Re: Ligatures and Decompositions

From: verdy_p (verdy_p@wanadoo.fr)
Date: Mon Aug 17 2009 - 09:37:17 CDT

  • Next message: Shriramana Sharma: "Re: Request change name of (as yet unpublished) 1CD3 VEDIC SIGN NIHSHVASA"

    "Jukka K. Korpela" wrote:
    > Michael Everson wrote:
    >
    > > On 14 Aug 2009, at 17:08, Andrew Miller wrote:
    > >
    > >> Is there any reason why U+A732 LATIN CAPITAL LETTER AA and other
    > >> characters in the Latin Extended-D block don't have decompositions
    > >> like e.g. " 0041 0041"?
    > >
    > > They're not decomposable nor meant to be.
    >
    > (...)
    >
    > On the other hand, the particular question is probably only relevant to some
    > medievalists. Probably some use of a symbol consisting of two A's (partly
    > overlapping) has been described so that it has been accepted with an
    > identity of its own.

    The fact that many existing ligatures can have a compatibility decomposition into separate letters is justified by
    the way they are effectively perceived in some languages (or script styles) that use them in a non-constrasting way.

    For example the oe and ae ligatures are effectively perceived as pairs of letters in French, where they may
    eventually pronnounced out either as one or two vowels, or where only one is effectively pronounced, the other one
    being kept silent but still written for etymological reasons or to avoid the interpretation of one of its components
    within digraphs; this is effectively reflected in the French collation for sorting words in dictionnaries.

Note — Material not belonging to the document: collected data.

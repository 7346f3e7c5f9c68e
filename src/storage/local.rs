use anyhow::{Context, Result, anyhow};
use serde::{Deserialize, Serialize};
use std::fs;
use std::path::PathBuf;
use std::sync::atomic::{AtomicU64, Ordering};
use std::time::{SystemTime, UNIX_EPOCH};
use tracing::{debug, warn};

use super::{DocumentStore, RecordStore, StoreFuture};
use crate::model::{
    Column, Document, HEADER, Paragraph, RecordSetHandle, RecordSetInfo, SentenceRecord,
};
use crate::naming;

const DOCS_DIR: &str = "docs";
const TITLE_HEADER: &str = "# title:";
const DEFAULT_SECTION: &str = "Sheet1";
const COLUMN_WIDTH_PX: u32 = 250;

static ID_COUNTER: AtomicU64 = AtomicU64::new(0);

/// Documents as text files and record sets as JSON workbooks under one
/// directory.
///
/// ```text
/// <root>/docs/<id>.txt          one paragraph per line, optional "# title:" first line
/// <root>/<folder>/<id>.json     workbook with named sections of rows
/// ```
#[derive(Debug, Clone)]
pub struct LocalStore {
    root: PathBuf,
    folder: String,
}

#[derive(Debug, Serialize, Deserialize)]
struct Workbook {
    id: String,
    title: String,
    created_at: String,
    #[serde(default)]
    column_width: Option<u32>,
    sections: Vec<WorkbookSection>,
}

#[derive(Debug, Serialize, Deserialize)]
struct WorkbookSection {
    name: String,
    #[serde(default)]
    rows: Vec<Vec<String>>,
}

impl Workbook {
    fn section_mut(&mut self, name: &str) -> Result<&mut WorkbookSection> {
        let id = self.id.clone();
        self.sections
            .iter_mut()
            .find(|section| section.name == name)
            .ok_or_else(|| anyhow!("section '{}' not found in record set {}", name, id))
    }

    fn section(&self, name: &str) -> Result<&WorkbookSection> {
        self.sections
            .iter()
            .find(|section| section.name == name)
            .ok_or_else(|| anyhow!("section '{}' not found in record set {}", name, self.id))
    }
}

impl LocalStore {
    pub fn new(root: impl Into<PathBuf>, folder: impl Into<String>) -> Self {
        Self {
            root: root.into(),
            folder: folder.into(),
        }
    }

    pub fn document_path(&self, document_id: &str) -> Result<PathBuf> {
        validate_id(document_id)?;
        Ok(self.root.join(DOCS_DIR).join(format!("{}.txt", document_id)))
    }

    fn folder_dir(&self) -> PathBuf {
        self.root.join(&self.folder)
    }

    fn workbook_path(&self, record_set_id: &str) -> Result<PathBuf> {
        validate_id(record_set_id)?;
        Ok(self.folder_dir().join(format!("{}.json", record_set_id)))
    }

    fn load_workbook(&self, record_set_id: &str) -> Result<Workbook> {
        let path = self.workbook_path(record_set_id)?;
        let content = fs::read_to_string(&path)
            .with_context(|| format!("failed to read record set: {}", path.display()))?;
        serde_json::from_str(&content)
            .with_context(|| format!("failed to parse record set: {}", path.display()))
    }

    fn save_workbook(&self, workbook: &Workbook) -> Result<()> {
        let path = self.workbook_path(&workbook.id)?;
        if let Some(dir) = path.parent() {
            fs::create_dir_all(dir)
                .with_context(|| format!("failed to create folder: {}", dir.display()))?;
        }
        let content = serde_json::to_string_pretty(workbook)?;
        fs::write(&path, content)
            .with_context(|| format!("failed to write record set: {}", path.display()))
    }

    fn read_document(&self, document_id: &str) -> Result<Document> {
        let path = self.document_path(document_id)?;
        let content = fs::read_to_string(&path)
            .with_context(|| format!("failed to read document: {}", path.display()))?;
        Ok(parse_document(document_id, &content))
    }

    fn create_document(&self, title: &str) -> Result<String> {
        let id = new_id(title);
        let path = self.document_path(&id)?;
        if let Some(dir) = path.parent() {
            fs::create_dir_all(dir)
                .with_context(|| format!("failed to create docs dir: {}", dir.display()))?;
        }
        fs::write(&path, format!("{} {}\n", TITLE_HEADER, title))
            .with_context(|| format!("failed to write document: {}", path.display()))?;
        debug!("created document {} ({})", id, title);
        Ok(id)
    }

    fn create_workbook(&self, title: &str) -> Result<RecordSetHandle> {
        let id = new_id(title);
        let workbook = Workbook {
            id: id.clone(),
            title: title.to_string(),
            created_at: naming::timestamp(naming::now_local()),
            column_width: None,
            sections: vec![WorkbookSection {
                name: DEFAULT_SECTION.to_string(),
                rows: vec![HEADER.iter().map(|cell| cell.to_string()).collect()],
            }],
        };
        self.save_workbook(&workbook)?;
        debug!("created record set {} ({})", id, title);
        Ok(RecordSetHandle {
            id,
            title: title.to_string(),
            section: DEFAULT_SECTION.to_string(),
        })
    }

    fn replace_rows(
        &self,
        record_set_id: &str,
        section: &str,
        rows: &[SentenceRecord],
    ) -> Result<()> {
        let mut workbook = self.load_workbook(record_set_id)?;
        let target = workbook.section_mut(section)?;
        target.rows.truncate(1);
        if target.rows.is_empty() {
            target.rows.push(HEADER.iter().map(|cell| cell.to_string()).collect());
        }
        target.rows.extend(rows.iter().map(SentenceRecord::to_row));
        self.save_workbook(&workbook)
    }

    fn data_rows(&self, record_set_id: &str, section: &str) -> Result<Vec<SentenceRecord>> {
        let workbook = self.load_workbook(record_set_id)?;
        let source = workbook.section(section)?;
        Ok(source
            .rows
            .iter()
            .skip(1)
            .map(|row| SentenceRecord::from_row(row))
            .collect())
    }

    fn section_names(&self, record_set_id: &str) -> Result<Vec<String>> {
        let workbook = self.load_workbook(record_set_id)?;
        Ok(workbook
            .sections
            .into_iter()
            .map(|section| section.name)
            .collect())
    }

    fn list(&self) -> Result<Vec<RecordSetInfo>> {
        let dir = self.folder_dir();
        if !dir.exists() {
            return Ok(Vec::new());
        }
        let entries = fs::read_dir(&dir)
            .with_context(|| format!("failed to list folder: {}", dir.display()))?;

        let mut found = Vec::new();
        for entry in entries {
            let path = entry
                .with_context(|| format!("failed to list folder: {}", dir.display()))?
                .path();
            if path.extension().and_then(|ext| ext.to_str()) != Some("json") {
                continue;
            }
            let parsed = fs::read_to_string(&path)
                .map_err(anyhow::Error::from)
                .and_then(|content| {
                    serde_json::from_str::<Workbook>(&content).map_err(anyhow::Error::from)
                });
            match parsed {
                Ok(workbook) => found.push((workbook.created_at, workbook.id, workbook.title)),
                Err(err) => warn!("skipping unreadable record set {}: {:#}", path.display(), err),
            }
        }
        found.sort();
        Ok(found
            .into_iter()
            .map(|(_, id, title)| RecordSetInfo { id, title })
            .collect())
    }

    fn overwrite_column(
        &self,
        record_set_id: &str,
        section: &str,
        column: Column,
        values: &[String],
    ) -> Result<()> {
        let mut workbook = self.load_workbook(record_set_id)?;
        let target = workbook.section_mut(section)?;
        for (offset, value) in values.iter().enumerate() {
            let index = offset + 1;
            while target.rows.len() <= index {
                target.rows.push(Vec::new());
            }
            let row = &mut target.rows[index];
            while row.len() <= column.index() {
                row.push(String::new());
            }
            row[column.index()] = value.clone();
        }
        debug!(
            "updated {} rows of column '{}' in {}!{}",
            values.len(),
            column.as_str(),
            record_set_id,
            section
        );
        self.save_workbook(&workbook)
    }

    fn set_column_width(&self, record_set_id: &str) -> Result<()> {
        let mut workbook = self.load_workbook(record_set_id)?;
        workbook.column_width = Some(COLUMN_WIDTH_PX);
        self.save_workbook(&workbook)
    }
}

impl DocumentStore for LocalStore {
    fn fetch<'a>(&'a self, document_id: &'a str) -> StoreFuture<'a, Document> {
        Box::pin(async move { self.read_document(document_id) })
    }

    fn create<'a>(&'a self, title: &'a str) -> StoreFuture<'a, String> {
        Box::pin(async move { self.create_document(title) })
    }
}

impl RecordStore for LocalStore {
    fn create_record_set<'a>(&'a self, title: &'a str) -> StoreFuture<'a, RecordSetHandle> {
        Box::pin(async move { self.create_workbook(title) })
    }

    fn write_rows<'a>(
        &'a self,
        record_set_id: &'a str,
        section: &'a str,
        rows: &'a [SentenceRecord],
    ) -> StoreFuture<'a, ()> {
        Box::pin(async move { self.replace_rows(record_set_id, section, rows) })
    }

    fn read_rows<'a>(
        &'a self,
        record_set_id: &'a str,
        section: &'a str,
    ) -> StoreFuture<'a, Vec<SentenceRecord>> {
        Box::pin(async move { self.data_rows(record_set_id, section) })
    }

    fn sections<'a>(&'a self, record_set_id: &'a str) -> StoreFuture<'a, Vec<String>> {
        Box::pin(async move { self.section_names(record_set_id) })
    }

    fn list_record_sets(&self) -> StoreFuture<'_, Vec<RecordSetInfo>> {
        Box::pin(async move { self.list() })
    }

    fn update_column<'a>(
        &'a self,
        record_set_id: &'a str,
        section: &'a str,
        column: Column,
        values: &'a [String],
    ) -> StoreFuture<'a, ()> {
        Box::pin(async move { self.overwrite_column(record_set_id, section, column, values) })
    }

    fn resize_columns<'a>(&'a self, record_set_id: &'a str) -> StoreFuture<'a, ()> {
        Box::pin(async move { self.set_column_width(record_set_id) })
    }
}

fn parse_document(document_id: &str, content: &str) -> Document {
    let mut lines = content.lines().peekable();
    let title = match lines
        .peek()
        .and_then(|line| line.strip_prefix(TITLE_HEADER))
    {
        Some(title) => {
            let title = title.trim().to_string();
            lines.next();
            title
        }
        None => document_id.to_string(),
    };
    let paragraphs = lines.map(Paragraph::from_text).collect();
    Document {
        id: document_id.to_string(),
        title,
        paragraphs,
    }
}

fn validate_id(id: &str) -> Result<()> {
    let trimmed = id.trim();
    if trimmed.is_empty() {
        return Err(anyhow!("id is empty"));
    }
    if trimmed != id || id.contains(['/', '\\']) || id.starts_with('.') {
        return Err(anyhow!("invalid id '{}'", id));
    }
    Ok(())
}

fn new_id(title: &str) -> String {
    let nanos = SystemTime::now()
        .duration_since(UNIX_EPOCH)
        .unwrap_or_default()
        .as_nanos();
    let counter = ID_COUNTER.fetch_add(1, Ordering::Relaxed);
    let seed = format!("{}:{}:{}", title, nanos, counter);
    format!("{:x}", md5::compute(seed.as_bytes()))
}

    This is not true in all languages where they are used to note distinct unbreakable single vowels; for this reason
    the decomposition, when it is justified, cannot be canonical without breaking those languages.

    (1) If a ligature MUST always be interpreted as a single letter, the previous solution with joiners and disjoiners
    is not applicable. You need a new character, but you don't need this decomposition.

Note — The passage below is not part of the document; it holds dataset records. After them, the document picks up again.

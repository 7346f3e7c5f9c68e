use rand::Rng;
use rand::seq::SliceRandom;
use serde::Serialize;

use crate::model::SentenceRecord;

#[derive(Debug, Clone, Copy, PartialEq, Eq)]
pub enum SamplingMode {
    /// Every row of every section.
    All,
    /// At most `k` rows per section, drawn without replacement.
    PerSection(usize),
}

impl SamplingMode {
    pub fn describe(&self) -> String {
        match self {
            SamplingMode::All => "all rows".to_string(),
            SamplingMode::PerSection(quota) => format!("{} rows per section", quota),
        }
    }
}

/// Shown to the confirmation gate before a multi-source scan starts.
#[derive(Debug, Clone, Copy, PartialEq, Eq)]
pub struct ScanPlan {
    pub record_sets: usize,
    pub mode: SamplingMode,
}

#[derive(Debug, Clone, PartialEq, Eq, Serialize)]
pub struct ReviewReport {
    pub record_set_id: String,
    pub title: String,
    pub rows: usize,
    pub sources_scanned: usize,
    pub skipped_sections: usize,
}

#[derive(Debug, Clone, PartialEq, Eq)]
pub enum ReviewOutcome {
    Created(ReviewReport),
    NothingToReview,
    Declined,
}

/// Sampling and shuffling over an injected random source.
#[derive(Debug)]
pub struct ReviewSampler<R: Rng> {
    rng: R,
}

impl<R: Rng> ReviewSampler<R> {
    pub fn new(rng: R) -> Self {
        Self { rng }
    }

    /// Rows one section contributes. Blank rows never count toward a quota.
    pub fn collect_section(
        &mut self,
        rows: Vec<SentenceRecord>,
        mode: SamplingMode,
    ) -> Vec<SentenceRecord> {
        let rows = drop_blank(rows);
        match mode {
            SamplingMode::All => rows,
            SamplingMode::PerSection(quota) => rows
                .choose_multiple(&mut self.rng, quota)
                .cloned()
                .collect(),
        }
    }

    /// Filters blanks, shuffles the whole pool once, then keeps at most
    /// `limit` rows.
    pub fn finish(
        &mut self,
        pool: Vec<SentenceRecord>,
        limit: Option<usize>,
    ) -> Vec<SentenceRecord> {
        let mut pool = drop_blank(pool);
        pool.shuffle(&mut self.rng);
        if let Some(limit) = limit {
            pool.truncate(limit);
        }
        pool
    }
}

fn drop_blank(rows: Vec<SentenceRecord>) -> Vec<SentenceRecord> {
    rows.into_iter().filter(|row| !row.is_blank()).collect()
}
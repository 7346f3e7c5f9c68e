use anyhow::{Result, anyhow};
use std::future::Future;
use std::pin::Pin;
use std::time::Duration;

mod google;
mod openai;

pub use google::Google;
pub use openai::OpenAI;

/// Locale code that asks the backend to detect the source language.
pub const AUTO_DETECT: &str = "auto";

#[derive(Debug, Clone, Copy, PartialEq, Eq)]
pub enum ProviderKind {
    Google,
    OpenAI,
}

impl ProviderKind {
    pub fn as_str(&self) -> &'static str {
        match self {
            ProviderKind::Google => "google",
            ProviderKind::OpenAI => "openai",
        }
    }
}

pub type TranslateFuture<'a> = Pin<Box<dyn Future<Output = Result<String>> + Send + 'a>>;

/// A machine translation backend. One call, one attempt: fallback policy
/// lives in [`crate::Translator`].
pub trait TranslationProvider: Send + Sync {
    fn name(&self) -> &'static str;
    fn translate<'a>(
        &'a self,
        text: &'a str,
        source_lang: &'a str,
        target_lang: &'a str,
    ) -> TranslateFuture<'a>;
}

#[derive(Debug, Clone)]
pub enum ProviderImpl {
    Google(Google),
    OpenAI(OpenAI),
}

impl TranslationProvider for ProviderImpl {
    fn name(&self) -> &'static str {
        match self {
            ProviderImpl::Google(provider) => provider.name(),
            ProviderImpl::OpenAI(provider) => provider.name(),
        }
    }

    fn translate<'a>(
        &'a self,
        text: &'a str,
        source_lang: &'a str,
        target_lang: &'a str,
    ) -> TranslateFuture<'a> {
        match self {
            ProviderImpl::Google(provider) => provider.translate(text, source_lang, target_lang),
            ProviderImpl::OpenAI(provider) => provider.translate(text, source_lang, target_lang),
        }
    }
}

pub fn build_provider(
    kind: ProviderKind,
    key: Option<String>,
    model: Option<String>,
    timeout: Duration,
) -> Result<ProviderImpl> {
    match kind {
        ProviderKind::Google => Ok(ProviderImpl::Google(Google::new(timeout)?)),
        ProviderKind::OpenAI => {
            let key = resolve_key(kind, key.as_deref())?;
            let mut provider = OpenAI::new(key, timeout)?;
            if let Some(model) = model {
                provider = provider.with_model(model);
            }
            Ok(ProviderImpl::OpenAI(provider))
        }
    }
}

pub fn provider_from_name(name: &str) -> Result<ProviderKind> {
    match name.trim().to_lowercase().as_str() {
        "google" | "gtx" => Ok(ProviderKind::Google),
        "openai" => Ok(ProviderKind::OpenAI),
        other => Err(anyhow!(
            "unknown translation provider '{}' (expected google or openai)",
            other
        )),
    }
}

pub fn resolve_key(provider: ProviderKind, override_key: Option<&str>) -> Result<String> {
    if let Some(key) = override_key.filter(|key| !key.trim().is_empty()) {
        return Ok(key.to_string());
    }
    match provider {
        ProviderKind::Google => Ok(String::new()),
        ProviderKind::OpenAI => {
            get_env("OPENAI_API_KEY").ok_or_else(|| anyhow!("OPENAI_API_KEY is not set"))
        }
    }
}

fn get_env(key: &str) -> Option<String> {
    std::env::var(key)
        .ok()
        .filter(|value| !value.trim().is_empty())
}

fn snippet(body: &str) -> String {
    let trimmed = body.trim();
    if trimmed.chars().count() > 200 {
        let head: String = trimmed.chars().take(200).collect();
        format!("{}...", head)
    } else {
        trimmed.to_string()
    }
}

    (2) If a ligature MUST always be interpreted as a 2-letter pair, you don't need to encode it, the ligatures are a
    script style feature, generally optional, and there's no constrasting interpretations. This is the case of the
    'ff', 'fi', 'fl', ''ffl', 'ffi' or 'long s-t' ligatures, for example. You may still control the existence of
    ligatures with format controls (zero-width joiners and disjoiners), used only as hints for renderers.

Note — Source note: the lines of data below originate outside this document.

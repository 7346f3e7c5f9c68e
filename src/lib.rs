use anyhow::{Context, Result};
use rand::SeedableRng;
use rand::rngs::StdRng;
use std::path::Path;
use std::sync::Arc;

pub mod error;
pub mod history;
pub mod keywords;
pub mod logging;
pub mod model;
pub mod naming;
pub mod normalize;
pub mod paths;
pub mod pipeline;
pub mod providers;
mod recap;
pub mod records;
pub mod review;
pub mod romanize;
pub mod segmenter;
pub mod settings;
pub mod storage;
#[cfg(test)]
mod test_util;
pub mod translations;
mod translator;

pub use error::RecapError;
pub use model::{Column, Document, Paragraph, RecordSetHandle, RecordSetInfo, SentenceRecord};
pub use providers::{ProviderImpl, ProviderKind, TranslationProvider};
pub use recap::{AnnotationReport, Recap, ReviewOptions};
pub use review::{ReviewOutcome, ReviewReport, SamplingMode, ScanPlan};
pub use romanize::{PinyinSyllabary, Romanizer, Syllabary};
pub use segmenter::{JiebaSegmenter, Segmenter, TaggedWord};
pub use storage::{DocumentStore, LocalStore, RecordStore};
pub use translator::{Resolution, Translator};

#[derive(Debug, Clone)]
pub struct Config {
    pub settings_path: Option<String>,
    pub key: Option<String>,
    pub model: Option<String>,
    /// Gate for multi-source review scans. Ignored when `assume_yes` is set.
    pub confirm: fn(&ScanPlan) -> bool,
    pub assume_yes: bool,
}

#[derive(Debug, Clone, PartialEq, Eq)]
pub enum Command {
    Annotate { document_id: Option<String> },
    RegeneratePinyin { record_set_id: String },
    ReviewAll,
    /// `None` takes the configured per-section quota.
    ReviewCount { per_section: Option<usize> },
    ReviewFrom {
        record_set_id: String,
        count: Option<usize>,
    },
    ShowHistories,
}

pub async fn run(config: Config, command: Command) -> Result<String> {
    let settings_path = config.settings_path.as_deref().map(Path::new);
    let settings = settings::load_settings(settings_path)?;
    let run_log = history::RunLog::new(paths::base_dir());
    let confirm = |plan: &ScanPlan| config.assume_yes || (config.confirm)(plan);

    match command {
        Command::Annotate { document_id } => {
            let recap = build_recap(&config, &settings, run_log)?;
            let report = recap.run_annotation(document_id.as_deref()).await?;
            Ok(format_annotation(&report))
        }
        Command::RegeneratePinyin { record_set_id } => {
            let recap = build_recap(&config, &settings, run_log)?;
            let rows = recap.regenerate_romanization(&record_set_id).await?;
            Ok(format!("regenerated pinyin for {} rows in {}", rows, record_set_id))
        }
        Command::ReviewAll => {
            let recap = build_recap(&config, &settings, run_log)?;
            let outcome = recap
                .collect_review(SamplingMode::All, StdRng::from_entropy(), confirm)
                .await?;
            Ok(format_review(&outcome))
        }
        Command::ReviewCount { per_section } => {
            let recap = build_recap(&config, &settings, run_log)?;
            let quota = per_section.unwrap_or(settings.per_section_quota);
            let outcome = recap
                .collect_review(
                    SamplingMode::PerSection(quota),
                    StdRng::from_entropy(),
                    confirm,
                )
                .await?;
            Ok(format_review(&outcome))
        }
        Command::ReviewFrom {
            record_set_id,
            count,
        } => {
            let recap = build_recap(&config, &settings, run_log)?;
            let outcome = recap
                .collect_review_from_source(&record_set_id, count, StdRng::from_entropy())
                .await?;
            Ok(format_review(&outcome))
        }
        Command::ShowHistories => {
            let entries = run_log.recent(settings.history_limit)?;
            let last = run_log.read_meta()?;
            Ok(format_histories(&entries, last.as_ref()))
        }
    }
}

fn build_recap(
    config: &Config,
    settings: &settings::Settings,
    run_log: history::RunLog,
) -> Result<Recap<LocalStore, ProviderImpl>> {
    let kind = providers::provider_from_name(&settings.provider)?;
    let model = config.model.clone().or_else(|| settings.model.clone());
    let provider = providers::build_provider(kind, config.key.clone(), model, settings.timeout)
        .with_context(|| format!("failed to set up the {} provider", kind.as_str()))?;
    let translator = Translator::new(provider, &settings.source_lang, &settings.target_lang);

    let store = LocalStore::new(settings.workbook_root(), &settings.folder);
    let segmenter: Arc<dyn Segmenter> = Arc::new(JiebaSegmenter::new());
    Ok(Recap::new(
        store,
        translator,
        segmenter,
        Arc::new(PinyinSyllabary),
        run_log,
    )
    .with_review_options(ReviewOptions {
        section_delay: settings.section_delay,
        section: settings.review_section.clone(),
    }))
}

fn format_annotation(report: &AnnotationReport) -> String {
    let mut lines = vec![
        format!("document: {} ({})", report.document_title, report.document_id),
        format!(
            "record set: {} ({}), {} sentences",
            report.record_set_title, report.record_set_id, report.sentence_count
        ),
    ];
    if let Some(id) = &report.keyword_record_set_id {
        lines.push(format!("keywords: {} ({})", report.keyword_count, id));
    }
    if report.failed_translations > 0 {
        lines.push(format!(
            "translations unavailable: {}",
            report.failed_translations
        ));
    }
    lines.join("\n")
}

fn format_review(outcome: &ReviewOutcome) -> String {
    match outcome {
        ReviewOutcome::Created(report) => {
            let mut output = format!(
                "review set: {} ({}), {} rows from {} record sets",
                report.title, report.record_set_id, report.rows, report.sources_scanned
            );
            if report.skipped_sections > 0 {
                output.push_str(&format!("\nskipped sections: {}", report.skipped_sections));
            }
            output
        }
        ReviewOutcome::NothingToReview => "nothing to review".to_string(),
        ReviewOutcome::Declined => "review cancelled".to_string(),
    }
}

fn format_histories(entries: &[history::HistoryEntry], last: Option<&history::RunMeta>) -> String {
    if entries.is_empty() && last.is_none() {
        return "no histories".to_string();
    }
    let mut lines = entries
        .iter()
        .map(|entry| {
            format!(
                "{}  {} -> {} ({} sentences)",
                entry.timestamp, entry.document_title, entry.record_set_title, entry.sentence_count
            )
        })
        .collect::<Vec<_>>();
    if let Some(meta) = last {
        lines.push(format!(
            "last run: document {} -> record set {}",
            meta.document_id, meta.record_set_id
        ));
    }
    lines.join("\n")
}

    (2.1) If this ligature is still encoded, this is for compatibility reasons with other encoding standards that
    don't have at least the same rich level of description and rich set of properties as Unicode (in this case this does
    not prohibit the addition of a canonical decomposition).

    (3) If a ligature MAY or MAY NOT be interpreted as a single letter depending on the context of use, the character
    also needs to be encoded. The interpretation as a 2-letter pair will be possible only though compatibility
    decompositions. This is the case of the 'ae' or oe' ligatures.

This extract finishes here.